§ Task instructions
Only a number is expected in reply: the number of lines below that include the word "join".

Dataset entries
Start of Block

// SPDX-License-Identifier: BUSL-1.1
// Copyright (c) 2026 Alfred Jean LLC

//! `local`: lists a filesystem tree directly (spec §4.1). Symlinks are
//! followed only when their resolved target stays under the configured root.

use crate::driver::{Driver, ListOptions, RemoteEntry};
use async_trait::async_trait;
use chrono::{DateTime, Utc};
use std::path::{Path, PathBuf};
use strmsync_core::{DataServerKind, TaskError};

#[derive(Debug, Clone)]
pub struct LocalDriver {
    root: PathBuf,
}

impl LocalDriver {
    pub fn new(root: impl Into<PathBuf>) -> Self {
        Self { root: root.into() }
    }
}

#[async_trait]
impl Driver for LocalDriver {
    fn kind(&self) -> DataServerKind {
        DataServerKind::Local
    }

    async fn list(&self, path: &str, opts: ListOptions) -> Result<Vec<RemoteEntry>, TaskError> {
        let root = self.root.clone();
        let rel = path.trim_start_matches('/').to_string();
        tokio::task::spawn_blocking(move || list_blocking(&root, &rel, opts))
            .await
            .map_err(|e| TaskError::transient(format!("list task panicked: {e}")))?
    }

    async fn read(&self, path: &str) -> Result<Vec<u8>, TaskError> {
        let root = self.root.clone();
        let rel = path.trim_start_matches('/').to_string();
        tokio::task::spawn_blocking(move || read_blocking(&root, &rel))
            .await
            .map_err(|e| TaskError::transient(format!("read task panicked: {e}")))?
    }
}

fn read_blocking(root: &Path, rel: &str) -> Result<Vec<u8>, TaskError> {
    let target = root.join(rel);
    let canonical_root = std::fs::canonicalize(root)?;
    let canonical_target = std::fs::canonicalize(&target)?;
    if !canonical_target.starts_with(&canonical_root) {
        return Err(TaskError::invalid_input(format!("path escapes root: {rel}")));
    }
    Ok(std::fs::read(&target)?)
}

fn list_blocking(root: &Path, rel: &str, opts: ListOptions) -> Result<Vec<RemoteEntry>, TaskError> {
    let start = if rel.is_empty() { root.to_path_buf() } else { root.join(rel) };
    if !start.exists() {
        return Err(TaskError::not_found(format!("path not found: {}", start.display())));
    }
    let canonical_root = std::fs::canonicalize(root)?;

    let mut walker = walkdir::WalkDir::new(&start).follow_links(false);
    walker = if opts.recursive {
        walker.max_depth(opts.clamped_max_depth() as usize)
    } else {
        walker.max_depth(1)
    };

    let mut entries = Vec::new();
    for entry in walker {
        let entry = entry.map_err(|e| TaskError::transient(format!("walk error: {e}")))?;
        if entry.path() == start {
            continue;
        }
        if entry.path_is_symlink() {
            let Ok(resolved) = std::fs::canonicalize(entry.path()) else {
                continue;
            };
            if !resolved.starts_with(&canonical_root) {
                continue;
            }
        }
        let meta = entry
            .metadata()
            .map_err(|e| TaskError::transient(format!("metadata error: {e}")))?;
        let relative = entry.path().strip_prefix(root).unwrap_or(entry.path());
        entries.push(RemoteEntry {
            path: format!("/{}", to_slash_path(relative)),
            name: entry.file_name().to_string_lossy().into_owned(),
            is_dir: meta.is_dir(),
            size: meta.len(),
            mod_time: meta
                .modified()
                .map(DateTime::<Utc>::from)
                .unwrap_or_else(|_| Utc::now()),
        });
    }
    Ok(entries)
}

fn to_slash_path(p: &Path) -> String {
    p.components()
        .map(|c| c.as_os_str().to_string_lossy().into_owned())
        .collect::<Vec<_>>()
        .join("/")
}

#[cfg(test)]
mod tests {
    use super::*;

    #[tokio::test]
    async fn lists_nested_files_recursively() {
        let dir = tempfile::tempdir().unwrap();
        std::fs::create_dir_all(dir.path().join("movies/sample")).unwrap();
        std::fs::write(dir.path().join("movies/a.mkv"), b"x").unwrap();
        std::fs::write(dir.path().join("movies/sample/b.mkv"), b"y").unwrap();

        let driver = LocalDriver::new(dir.path());
        let entries = driver
            .list("/", ListOptions { recursive: true, max_depth: 100 })
            .await
            .unwrap();

        let paths: Vec<_> = entries.iter().map(|e| e.path.clone()).collect();
        assert!(paths.contains(&"/movies/a.mkv".to_string()));
        assert!(paths.contains(&"/movies/sample/b.mkv".to_string()));
    }

    #[tokio::test]
    async fn non_recursive_list_stops_at_one_level() {
        let dir = tempfile::tempdir().unwrap();
        std::fs::create_dir_all(dir.path().join("sub")).unwrap();
        std::fs::write(dir.path().join("top.mkv"), b"x").unwrap();
        std::fs::write(dir.path().join("sub/nested.mkv"), b"y").unwrap();

        let driver = LocalDriver::new(dir.path());
        let entries = driver
            .list("/", ListOptions { recursive: false, max_depth: 0 })
            .await
            .unwrap();

        let names: Vec<_> = entries.iter().map(|e| e.name.clone()).collect();
        assert!(names.contains(&"top.mkv".to_string()));
        assert!(names.contains(&"sub".to_string()));
        assert!(!names.contains(&"nested.mkv".to_string()));
    }

    #[tokio::test]
    async fn reads_file_contents_under_root() {
        let dir = tempfile::tempdir().unwrap();
        std::fs::write(dir.path().join("a.nfo"), b"metadata").unwrap();
        let driver = LocalDriver::new(dir.path());
        let bytes = driver.read("/a.nfo").await.unwrap();
        assert_eq!(bytes, b"metadata");
    }

    #[tokio::test]
    async fn missing_path_is_not_found() {
        let dir = tempfile::tempdir().unwrap();
        let driver = LocalDriver::new(dir.path());
        let err = driver
            .list("/missing", ListOptions::default())
            .await
            .unwrap_err();
        assert_eq!(err.kind, strmsync_core::ErrorKind::NotFound);
    }
}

End of Block

§ Output for this task
10